Con la alerta roja activada, el departamento intensificará la vigilancia epidemiológica y reforzará la atención médica en todos los niveles del sistema de salud. Se garantizará diagnóstico rápido en laboratorios y tratamiento adecuado en los servicios disponibles. Pero la respuesta no se limita a hospitales: también incluye trabajo comunitario directo —fumigación y destrucción sistemática de criaderos de mosquitos— en barrios y zonas afectadas.
El mosquito aedes aegypti, responsable de la transmisión, prospera en épocas de lluvia frecuente en las zonas cálidas de Bolivia. Se reproduce en cualquier acumulación de agua estancada: neumáticos abandonados, escombros, pantanos, cualquier recipiente que retenga agua. Por eso las autoridades han insistido en que los ciudadanos eliminen estos materiales de sus propiedades y espacios comunes. Es una batalla que requiere tanto acción institucional como participación cotidiana.
Hurtado fue claro sobre lo que viene: si el comportamiento de la enfermedad no cambia en los próximos días, Santa Cruz pasará de alerta roja a una declaración formal de emergencia. Eso significaría aún más recursos, aún más personal dedicado, aún más presión sobre un sistema de salud ya tensionado. La región está en un punto de inflexión, y las próximas semanas determinarán si la epidemia puede contenerse o si escalará hacia una crisis más profunda.
Notable Quotes
La situación epidemiológica es muy preocupante y si el comportamiento de la enfermedad continúa así, seguramente llegaremos a una situación de emergencia en los próximos días— Carlos Hurtado, gerente de Epidemiología del Servicio Departamental de Salud
The Hearth Conversation Another angle on the story
¿Por qué esperar hasta 387 casos confirmados para declarar alerta roja? ¿No habría sido mejor actuar antes?

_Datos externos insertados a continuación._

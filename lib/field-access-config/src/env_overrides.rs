use config::{builder::BuilderState, ConfigBuilder, ConfigError};
use envconfig::Envconfig;
use tracing::debug;

use crate::log::{LogFormat, LogLevel};

#[derive(Envconfig, Default)]
pub struct EnvVarOverrides {
    // Logger overrides
    #[envconfig(from = "LOG_LEVEL")]
    pub log_level: Option<LogLevel>,
    #[envconfig(from = "LOG_FORMAT")]
    pub log_format: Option<LogFormat>,
    #[envconfig(from = "LOG_FILTER")]
    pub log_filter: Option<String>,

    // Schema overrides
    #[envconfig(from = "SCHEMA_FILE_PATH")]
    pub schema_file_path: Option<String>,
}

#[derive(Debug, thiserror::Error)]
pub enum EnvVarOverridesError {
    #[error("Failed to override configuration: {0}")]
    FailedToOverrideConfig(#[from] ConfigError),
}

impl EnvVarOverrides {
    pub fn apply_overrides<T: BuilderState>(
        mut self,
        mut config: ConfigBuilder<T>,
    ) -> Result<ConfigBuilder<T>, EnvVarOverridesError> {
        if let Some(log_level) = self.log_level.take() {
            debug!("[config-override] 'log.level' = {:?}", log_level);
            config = config.set_override("log.level", log_level.as_str())?;
        }
        if let Some(log_format) = self.log_format.take() {
            debug!("[config-override] 'log.format' = {:?}", log_format);
            config = config.set_override("log.format", log_format.as_str())?;
        }
        if let Some(log_filter) = self.log_filter.take() {
            debug!("[config-override] 'log.filter' = {:?}", log_filter);
            config = config.set_override("log.filter", log_filter)?;
        }

        if let Some(schema_file_path) = self.schema_file_path.take() {
            debug!("[config-override] 'schema.path' = {:?}", schema_file_path);
            config = config.set_override("schema.source", "file")?;
            config = config.set_override("schema.path", schema_file_path)?;
        }

        Ok(config)
    }
}
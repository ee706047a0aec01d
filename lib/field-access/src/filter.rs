use crate::introspection::{ResolveInfo, Selection};
use crate::rules::AllowedFields;

/// One appearance of the resolving field in the operation.
///
/// A field can be selected several times under different aliases, each one
/// is authorized on its own.
#[derive(Debug, Clone, PartialEq, Eq)]
pub struct Occurrence<'a> {
    /// Bare name of the restricted type returned by the field.
    pub type_name: String,
    /// Immediate sub-selections of this appearance.
    pub selections: &'a [Selection],
    /// Invocation key of the resolving field, used in diagnostics only.
    pub parent: String,
}

/// Strips list and non-null decorations (`[`, `]`, `!`) from the return type.
pub fn parse_return_type<I: ResolveInfo + ?Sized>(info: &I) -> String {
    info.return_type()
        .chars()
        .filter(|c| !matches!(c, '[' | ']' | '!'))
        .collect()
}

/// Names of the types restricted by the allow-list.
pub fn restricted_types(fields: &AllowedFields) -> Vec<&str> {
    fields.type_names().collect()
}

/// Finds the selections of the operation that resolve restricted data for the
/// current field. Returns nothing when the returned type is not restricted.
pub fn relevant_occurrences<'a, I: ResolveInfo + ?Sized>(
    info: &'a I,
    fields: &AllowedFields,
) -> Vec<Occurrence<'a>> {
    let return_type = parse_return_type(info);
    if !restricted_types(fields).contains(&return_type.as_str()) {
        return Vec::new();
    }

    let query_name = info.path_key();

    info.operation_selections()
        .iter()
        .filter(|selection| {
            selection.alias.as_deref() == Some(query_name) || selection.name == query_name
        })
        .map(|selection| Occurrence {
            type_name: return_type.clone(),
            selections: &selection.selections,
            parent: query_name.to_string(),
        })
        .collect()
}

/// Narrows the allow-list to the entry of the returned type, so flattening
/// never walks unrelated rules.
pub fn filter_allowed_fields<I: ResolveInfo + ?Sized>(
    info: &I,
    fields: &AllowedFields,
) -> AllowedFields {
    let return_type = parse_return_type(info);
    fields
        .iter()
        .filter(|(type_name, _)| *type_name == return_type)
        .map(|(type_name, rule)| (type_name, rule.clone()))
        .collect()
}
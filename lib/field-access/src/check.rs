use tracing::trace;

use crate::rules::{join_path, ParsedFields, QueryFields, PATH_DELIMITER, WILDCARD};

/// Diagnostics of a single depth.
#[derive(Debug, Default, Clone, PartialEq, Eq)]
pub struct FieldsCheck {
    /// Requested names rejected by a rule that exists for their path.
    pub invalid_fields: Vec<String>,
    /// Fields whose sub-selections were never granted by any rule.
    pub unauthorized_parents: Vec<String>,
}

impl FieldsCheck {
    pub fn is_valid(&self) -> bool {
        self.invalid_fields.is_empty() && self.unauthorized_parents.is_empty()
    }
}

/// Outcome of walking every depth of an occurrence.
#[derive(Debug, Clone, PartialEq, Eq)]
pub struct DepthCheck {
    pub is_valid: bool,
    pub invalid_fields: Vec<String>,
    /// 1-based depth of the failing level, or the number of levels walked.
    pub depth: usize,
    pub unauthorized_parents: Vec<String>,
}

/// Replaces every segment below the root with the wildcard marker,
/// `User:posts:title` becomes `User:*:*`.
pub fn wildcard_key(key: &str) -> String {
    let mut segments = key.split(PATH_DELIMITER);
    let mut collapsed = String::with_capacity(key.len());
    collapsed.push_str(segments.next().unwrap_or_default());

    for _ in segments {
        collapsed.push(PATH_DELIMITER);
        collapsed.push_str(WILDCARD);
    }

    collapsed
}

fn trailing_segment(key: &str) -> &str {
    key.rsplit_once(PATH_DELIMITER)
        .map_or(key, |(_, field_name)| field_name)
}

/// Checks the requested fields of one depth against the rules of that depth.
///
/// `accepted_fields` is `None` when the request goes deeper than the rules.
pub fn check_fields(
    accepted_fields: Option<&ParsedFields>,
    query_fields: &QueryFields,
) -> FieldsCheck {
    check_level(accepted_fields, query_fields, None, &mut Vec::new())
}

/// Whether `key` lies below a path that a wildcard already granted.
fn is_granted(granted: &[String], key: &str) -> bool {
    granted.iter().any(|prefix| {
        key.strip_prefix(prefix.as_str())
            .is_some_and(|rest| rest.starts_with(PATH_DELIMITER))
    })
}

fn check_level(
    accepted_fields: Option<&ParsedFields>,
    query_fields: &QueryFields,
    next_query_fields: Option<&QueryFields>,
    granted: &mut Vec<String>,
) -> FieldsCheck {
    let mut check = FieldsCheck::default();

    for (query_key, requested) in query_fields {
        if is_granted(granted, query_key) {
            continue;
        }

        let collapsed_key = wildcard_key(query_key);
        let exact_rule = accepted_fields.and_then(|fields| fields.get(query_key));
        let wildcard_rule = accepted_fields.and_then(|fields| fields.get(&collapsed_key));

        // A collapsed key only restricts on its own in hand-built levels: the
        // flattened allow-list always lists `*` next to it in the parent rule,
        // which grants the whole prefix one level up.
        let Some(rule) = exact_rule.or(wildcard_rule) else {
            check
                .unauthorized_parents
                .push(trailing_segment(query_key).to_string());
            continue;
        };

        if wildcard_rule.is_some_and(|rule| rule.grants_all())
            || exact_rule.is_some_and(|rule| rule.grants_all())
        {
            granted.push(query_key.clone());
            continue;
        }

        for field_name in requested {
            if rule.permits(field_name) {
                continue;
            }

            let descends = next_query_fields
                .is_some_and(|next| next.contains_key(&join_path(query_key, field_name)));

            if !descends {
                check.invalid_fields.push(field_name.clone());
            } else if !check.unauthorized_parents.contains(field_name) {
                check.unauthorized_parents.push(field_name.clone());
            }
        }
    }

    check
}

/// Walks the levels pairwise and stops at the first depth that fails.
///
/// A wildcard grants every depth below the path it applies to. A rejected
/// field that carries its own sub-selection is reported as an unauthorized
/// parent at the depth it was requested.
pub fn check_all_fields(
    start_depth: usize,
    accepted_fields: &[ParsedFields],
    query_fields: &[QueryFields],
) -> DepthCheck {
    let mut depth = start_depth;
    let mut granted = Vec::new();

    for (index, level) in query_fields.iter().enumerate() {
        depth += 1;

        let check = check_level(
            accepted_fields.get(index),
            level,
            query_fields.get(index + 1),
            &mut granted,
        );
        trace!(depth, valid = check.is_valid(), "checked fields");

        if !check.is_valid() {
            return DepthCheck {
                is_valid: false,
                invalid_fields: check.invalid_fields,
                depth,
                unauthorized_parents: check.unauthorized_parents,
            };
        }
    }

    DepthCheck {
        is_valid: true,
        invalid_fields: Vec::new(),
        depth,
        unauthorized_parents: Vec::new(),
    }
}
//! Controller runtime.
//!
//! Drives the [`Reconciler`] from store change notifications:
//!
//! | Piece | Role |
//! |-------|------|
//! | [`WorkQueue`] | Deduplicated keys, never handed to two workers at once |
//! | [`Backoff`] | Per-key retry delay after failed reconciles |
//! | watch task | Maps experiment and owned-job events to experiment keys |
//! | resync task | Periodically re-enqueues every experiment |
//! | workers | Pull keys and run one reconcile each under a deadline |
//!
//! Startup waits for the store to sync, subscribes to the watch stream, and
//! then enqueues every existing experiment so nothing created before the
//! subscription is missed.

mod backoff;
mod queue;

use std::sync::Arc;
use std::time::Duration;
use tokio::sync::{Mutex, broadcast};
use tokio::task::JoinHandle;
use tokio_util::sync::CancellationToken;
use tracing::{debug, info, warn};

use crate::api::{API_VERSION, FinetuneExperiment, FinetuneJob, ObjectKey, Resource};
use crate::config::ControllerConfig;
use crate::errors::{ControllerError, StoreError};
use crate::reconciler::{Action, Reconciler};
use crate::store::{Client, WatchEvent};

pub use backoff::Backoff;
pub use queue::WorkQueue;

/// Runtime options for [`Controller`].
#[derive(Debug, Clone, PartialEq)]
pub struct ControllerOptions {
    /// Number of worker tasks (distinct keys reconciled in parallel)
    pub max_concurrent_reconciles: usize,
    pub cache_sync_timeout: Duration,
    pub reconcile_timeout: Duration,
    /// `None` disables periodic resync
    pub resync_period: Option<Duration>,
    pub backoff_base: Duration,
    pub backoff_max: Duration,
}

impl Default for ControllerOptions {
    fn default() -> Self {
        Self {
            max_concurrent_reconciles: 1,
            cache_sync_timeout: Duration::from_secs(10),
            reconcile_timeout: Duration::from_secs(30),
            resync_period: Some(Duration::from_secs(300)),
            backoff_base: Duration::from_millis(5),
            backoff_max: Duration::from_secs(1000),
        }
    }
}

impl ControllerOptions {
    pub fn from_config(config: &ControllerConfig) -> Self {
        Self {
            max_concurrent_reconciles: config.controller.max_concurrent_reconciles,
            cache_sync_timeout: config.cache_sync_timeout(),
            reconcile_timeout: config.reconcile_timeout(),
            resync_period: config.resync_period(),
            backoff_base: config.base_delay(),
            backoff_max: config.max_delay(),
        }
    }

    pub fn with_max_concurrent_reconciles(mut self, max: usize) -> Self {
        self.max_concurrent_reconciles = max;
        self
    }

    pub fn with_cache_sync_timeout(mut self, timeout: Duration) -> Self {
        self.cache_sync_timeout = timeout;
        self
    }

    pub fn with_reconcile_timeout(mut self, timeout: Duration) -> Self {
        self.reconcile_timeout = timeout;
        self
    }

    pub fn with_resync_period(mut self, period: Option<Duration>) -> Self {
        self.resync_period = period;
        self
    }

    pub fn with_backoff(mut self, base: Duration, max: Duration) -> Self {
        self.backoff_base = base;
        self.backoff_max = max;
        self
    }

    fn validate(&self) -> Result<(), ControllerError> {
        if self.max_concurrent_reconciles == 0 {
            return Err(ControllerError::InvalidConfig(
                "max_concurrent_reconciles must be at least 1".to_string(),
            ));
        }
        if self.reconcile_timeout.is_zero() {
            return Err(ControllerError::InvalidConfig(
                "reconcile_timeout must be non-zero".to_string(),
            ));
        }
        Ok(())
    }
}

/// Maps a watch event to the experiment key it should trigger.
///
/// Experiment events map to their own key. Job events map to the key of the
/// experiment holding their controller reference; jobs without one are ignored.
pub fn map_event(event: &WatchEvent) -> Option<ObjectKey> {
    if event.kind == FinetuneExperiment::KIND {
        return Some(event.key.clone());
    }
    if event.kind == FinetuneJob::KIND {
        return event
            .controller
            .as_ref()
            .filter(|owner| owner.kind == FinetuneExperiment::KIND && owner.api_version == API_VERSION)
            .map(|owner| ObjectKey::new(event.key.namespace.as_str(), owner.name.as_str()));
    }
    None
}

/// Enqueues every experiment in the store. Returns how many were queued.
async fn enqueue_all<C: Client>(client: &C, queue: &WorkQueue) -> Result<usize, StoreError> {
    let experiments = client.list::<FinetuneExperiment>(None).await?;
    let count = experiments.len();
    for experiment in experiments {
        queue.add(experiment.key());
    }
    Ok(count)
}

pub struct Controller<C: Client> {
    reconciler: Reconciler<C>,
    options: ControllerOptions,
    queue: Arc<WorkQueue>,
    backoff: Arc<Mutex<Backoff>>,
}

impl<C: Client> Controller<C> {
    pub fn new(client: Arc<C>, options: ControllerOptions) -> Self {
        let backoff = Backoff::new(options.backoff_base, options.backoff_max);
        Self {
            reconciler: Reconciler::new(client),
            options,
            queue: Arc::new(WorkQueue::new()),
            backoff: Arc::new(Mutex::new(backoff)),
        }
    }

    pub fn options(&self) -> &ControllerOptions {
        &self.options
    }

    /// The work queue, for callers that need to observe idleness.
    pub fn queue(&self) -> Arc<WorkQueue> {
        Arc::clone(&self.queue)
    }

    /// Runs until `shutdown` is cancelled.
    ///
    /// In-flight reconciles observe the cancellation through their context
    /// token; the call returns once every worker has exited.
    pub async fn run(self, shutdown: CancellationToken) -> Result<(), ControllerError> {
        self.options.validate()?;
        let client = Arc::clone(self.reconciler.client());

        match tokio::time::timeout(self.options.cache_sync_timeout, client.wait_for_sync()).await {
            Ok(result) => result?,
            Err(_) => {
                return Err(ControllerError::CacheSyncTimeout {
                    timeout: self.options.cache_sync_timeout,
                });
            }
        }

        let events = client.watch();
        let queued = enqueue_all(client.as_ref(), &self.queue).await?;
        info!(
            experiments = queued,
            workers = self.options.max_concurrent_reconciles,
            "Starting finetuneExperiment controller"
        );

        let mut background: Vec<JoinHandle<()>> = Vec::new();
        background.push(tokio::spawn(watch_loop(
            Arc::clone(&client),
            Arc::clone(&self.queue),
            events,
            shutdown.clone(),
        )));
        if let Some(period) = self.options.resync_period {
            background.push(tokio::spawn(resync_loop(
                Arc::clone(&client),
                Arc::clone(&self.queue),
                period,
                shutdown.clone(),
            )));
        }

        let workers: Vec<JoinHandle<()>> = (0..self.options.max_concurrent_reconciles)
            .map(|id| {
                let worker = Worker {
                    id,
                    reconciler: self.reconciler.clone(),
                    queue: Arc::clone(&self.queue),
                    backoff: Arc::clone(&self.backoff),
                    reconcile_timeout: self.options.reconcile_timeout,
                    shutdown: shutdown.clone(),
                };
                tokio::spawn(worker.run())
            })
            .collect();

        shutdown.cancelled().await;
        info!("Shutting down finetuneExperiment controller");
        self.queue.shutdown();

        for handle in workers {
            if let Err(e) = handle.await {
                warn!(error = %e, "Worker task ended abnormally");
            }
        }
        for handle in background {
            handle.abort();
        }
        Ok(())
    }
}

async fn watch_loop<C: Client>(
    client: Arc<C>,
    queue: Arc<WorkQueue>,
    mut events: broadcast::Receiver<WatchEvent>,
    shutdown: CancellationToken,
) {
    loop {
        let received = tokio::select! {
            _ = shutdown.cancelled() => return,
            received = events.recv() => received,
        };
        match received {
            Ok(event) => {
                if let Some(key) = map_event(&event) {
                    debug!(
                        kind = %event.kind,
                        object = %event.key,
                        experiment = %key,
                        "Enqueue from watch event"
                    );
                    queue.add(key);
                }
            }
            Err(broadcast::error::RecvError::Lagged(missed)) => {
                warn!(missed, "Watch stream lagged, resyncing all experiments");
                if let Err(e) = enqueue_all(client.as_ref(), &queue).await {
                    warn!(error = %e, "Resync after lag failed");
                }
            }
            Err(broadcast::error::RecvError::Closed) => {
                warn!("Watch stream closed");
                return;
            }
        }
    }
}

async fn resync_loop<C: Client>(
    client: Arc<C>,
    queue: Arc<WorkQueue>,
    period: Duration,
    shutdown: CancellationToken,
) {
    let mut interval = tokio::time::interval(period);
    // The first tick fires immediately and startup has already enqueued everything.
    interval.tick().await;
    loop {
        tokio::select! {
            _ = shutdown.cancelled() => return,
            _ = interval.tick() => {}
        }
        match enqueue_all(client.as_ref(), &queue).await {
            Ok(count) => debug!(experiments = count, "Periodic resync"),
            Err(e) => warn!(error = %e, "Periodic resync failed"),
        }
    }
}

struct Worker<C: Client> {
    id: usize,
    reconciler: Reconciler<C>,
    queue: Arc<WorkQueue>,
    backoff: Arc<Mutex<Backoff>>,
    reconcile_timeout: Duration,
    shutdown: CancellationToken,
}

impl<C: Client> Worker<C> {
    async fn run(self) {
        debug!(worker = self.id, "Worker started");
        while let Some(key) = self.queue.get().await {
            let ctx = self.shutdown.child_token();
            let action =
                match tokio::time::timeout(self.reconcile_timeout, self.reconciler.run(&key, &ctx))
                    .await
                {
                    Ok(action) => action,
                    Err(_) => {
                        ctx.cancel();
                        warn!(
                            name = %key.name,
                            namespace = %key.namespace,
                            timeout = ?self.reconcile_timeout,
                            "Reconcile timed out"
                        );
                        Action::Requeue
                    }
                };
            self.queue.done(&key);
            self.apply(key, action).await;
        }
        debug!(worker = self.id, "Worker stopped");
    }

    async fn apply(&self, key: ObjectKey, action: Action) {
        match action {
            Action::Done => self.backoff.lock().await.forget(&key),
            Action::Requeue => {
                let delay = self.backoff.lock().await.next_delay(&key);
                debug!(object = %key, delay = ?delay, "Requeue with backoff");
                self.queue.add_after(key, delay);
            }
            Action::RequeueAfter(delay) => self.queue.add_after(key, delay),
        }
    }
}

La alerta roja es una herramienta administrativa que libera recursos específicos. Antes de eso, el sistema estaba respondiendo con lo que tenía disponible. Pero cuando los números y las muertes alcanzan cierto punto, la burocracia tiene que reconocer que esto es diferente.
Cuatrocientos casos en una región de millones de personas. ¿Es realmente una epidemia o es el lenguaje de la alarma?
Cuatrocientos casos confirmados significa que hay más sin confirmar. Ciento doce personas hospitalizadas. Siete muertes en seis semanas. El mosquito aedes aegypti se reproduce exponencialmente en clima cálido y lluvioso. Lo que ves hoy es el reflejo de lo que pasó hace dos semanas. Lo que viene es peor.
¿Qué cambia realmente cuando se declara alerta roja?
El dinero se mueve. El personal se reasigna. Los laboratorios priorizan las pruebas de dengue. Los hospitales preparan camas. Pero también significa que si esto no mejora en días, admiten públicamente que necesitan emergencia total. Es un paso antes del colapso.
¿Cuál es el rol de la comunidad en todo esto?
Destruir criaderos es trabajo de todos. Un neumático abandonado en un patio es un vivero de mosquitos. Pero la gente está ocupada, cansada. La fumigación oficial llega cuando puede. El virus no espera.
¿Cuándo sabremos si esto funcionó?
En dos o tres semanas. Si los casos nuevos bajan, si los hospitalizados disminuyen, si no hay más muertes. Si no, entonces es emergencia. Y después de eso, no hay mucho más que declarar.